(DATA EXTRACT)

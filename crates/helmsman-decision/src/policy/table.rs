//! Value table keyed by `(InternalState, Action)`

use std::collections::HashMap;

use helmsman_common::{Action, InternalState};

/// Value estimates for every action in one state
#[derive(Debug, Clone, Copy, Default, PartialEq)]
pub struct ActionValues([f64; Action::COUNT]);

impl ActionValues {
    #[inline]
    pub fn get(&self, action: Action) -> f64 {
        self.0[action.priority()]
    }

    #[inline]
    pub fn set(&mut self, action: Action, value: f64) {
        self.0[action.priority()] = value;
    }

    /// Highest value in the state
    pub fn max(&self) -> f64 {
        self.0.iter().copied().fold(f64::NEG_INFINITY, f64::max)
    }

    /// Highest-valued action; ties go to the lowest priority index
    pub fn best(&self) -> Action {
        let mut best = Action::Noop;
        for action in Action::ALL {
            if self.get(action) > self.get(best) {
                best = action;
            }
        }
        best
    }

    /// `(action, value)` pairs in priority order
    pub fn iter(&self) -> impl Iterator<Item = (Action, f64)> + '_ {
        Action::ALL.into_iter().map(move |a| (a, self.get(a)))
    }

    /// Confidence in `action` relative to its siblings
    ///
    /// `0.5 + 0.5 * (v - mean(others)) / max|v|`, clamped to `[0, 1]`.
    /// Returns 0.5 when every value is zero.
    pub fn confidence(&self, action: Action) -> f64 {
        let scale = self.0.iter().map(|v| v.abs()).fold(0.0, f64::max);
        if scale <= f64::EPSILON {
            return 0.5;
        }

        let chosen = self.get(action);
        let others = (self.0.iter().sum::<f64>() - chosen) / (Action::COUNT - 1) as f64;
        (0.5 + 0.5 * (chosen - others) / scale).clamp(0.0, 1.0)
    }
}

/// Tabular value store
///
/// Not synchronized on its own; the policy engine owns it behind a lock.
#[derive(Debug, Clone, Default)]
pub struct ValueTable {
    states: HashMap<InternalState, ActionValues>,
}

impl ValueTable {
    pub fn new() -> Self {
        Self::default()
    }

    /// Learned values, or `None` for a state never updated
    pub fn get(&self, state: &InternalState) -> Option<&ActionValues> {
        self.states.get(state)
    }

    /// Learned values, defaulting every action to 0 for unseen states
    pub fn values(&self, state: &InternalState) -> ActionValues {
        self.states.get(state).copied().unwrap_or_default()
    }

    pub fn entry_mut(&mut self, state: InternalState) -> &mut ActionValues {
        self.states.entry(state).or_default()
    }

    pub fn contains(&self, state: &InternalState) -> bool {
        self.states.contains_key(state)
    }

    /// Number of states with learned values
    pub fn len(&self) -> usize {
        self.states.len()
    }

    pub fn is_empty(&self) -> bool {
        self.states.is_empty()
    }

    /// Number of `(state, action)` entries
    pub fn entry_count(&self) -> usize {
        self.states.len() * Action::COUNT
    }

    pub fn iter(&self) -> impl Iterator<Item = (&InternalState, &ActionValues)> {
        self.states.iter()
    }
}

(End DATA EXTRACT)

• WORK TO BE COMPLETED: All entries are to be copied exactly as they read.

• SOLUTION TO THE PROBLEM:
filename crates/helmsman-decision/src/policy/table.rs
//! Value table keyed by `(InternalState, Action)`

use std::collections::HashMap;

use helmsman_common::{Action, InternalState};

/// Value estimates for every action in one state
#[derive(Debug, Clone, Copy, Default, PartialEq)]
pub struct ActionValues([f64; Action::COUNT]);

impl ActionValues {
    #[inline]
    pub fn get(&self, action: Action) -> f64 {
        self.0[action.priority()]
    }

    #[inline]
    pub fn set(&mut self, action: Action, value: f64) {
        self.0[action.priority()] = value;
    }

    /// Highest value in the state
    pub fn max(&self) -> f64 {
        self.0.iter().copied().fold(f64::NEG_INFINITY, f64::max)
    }

    /// Highest-valued action; ties go to the lowest priority index
    pub fn best(&self) -> Action {
        let mut best = Action::Noop;
        for action in Action::ALL {
            if self.get(action) > self.get(best) {
                best = action;
            }
        }
        best
    }

    /// `(action, value)` pairs in priority order
    pub fn iter(&self) -> impl Iterator<Item = (Action, f64)> + '_ {
        Action::ALL.into_iter().map(move |a| (a, self.get(a)))
    }

    /// Confidence in `action` relative to its siblings
    ///
    /// `0.5 + 0.5 * (v - mean(others)) / max|v|`, clamped to `[0, 1]`.
    /// Returns 0.5 when every value is zero.
    pub fn confidence(&self, action: Action) -> f64 {
        let scale = self.0.iter().map(|v| v.abs()).fold(0.0, f64::max);
        if scale <= f64::EPSILON {
            return 0.5;
        }

        let chosen = self.get(action);
        let others = (self.0.iter().sum::<f64>() - chosen) / (Action::COUNT - 1) as f64;
        (0.5 + 0.5 * (chosen - others) / scale).clamp(0.0, 1.0)
    }
}

/// Tabular value store
///
/// Not synchronized on its own; the policy engine owns it behind a lock.
#[derive(Debug, Clone, Default)]
pub struct ValueTable {
    states: HashMap<InternalState, ActionValues>,
}

impl ValueTable {
    pub fn new() -> Self {
        Self::default()
    }

    /// Learned values, or `None` for a state never updated
    pub fn get(&self, state: &InternalState) -> Option<&ActionValues> {
        self.states.get(state)
    }

    /// Learned values, defaulting every action to 0 for unseen states
    pub fn values(&self, state: &InternalState) -> ActionValues {
        self.states.get(state).copied().unwrap_or_default()
    }

    pub fn entry_mut(&mut self, state: InternalState) -> &mut ActionValues {
        self.states.entry(state).or_default()
    }

    pub fn contains(&self, state: &InternalState) -> bool {
        self.states.contains_key(state)
    }

    /// Number of states with learned values
    pub fn len(&self) -> usize {
        self.states.len()
    }

    pub fn is_empty(&self) -> bool {
        self.states.is_empty()
    }

    /// Number of `(state, action)` entries
    pub fn entry_count(&self) -> usize {
        self.states.len() * Action::COUNT
    }

    pub fn iter(&self) -> impl Iterator<Item = (&InternalState, &ActionValues)> {
        self.states.iter()
    }
}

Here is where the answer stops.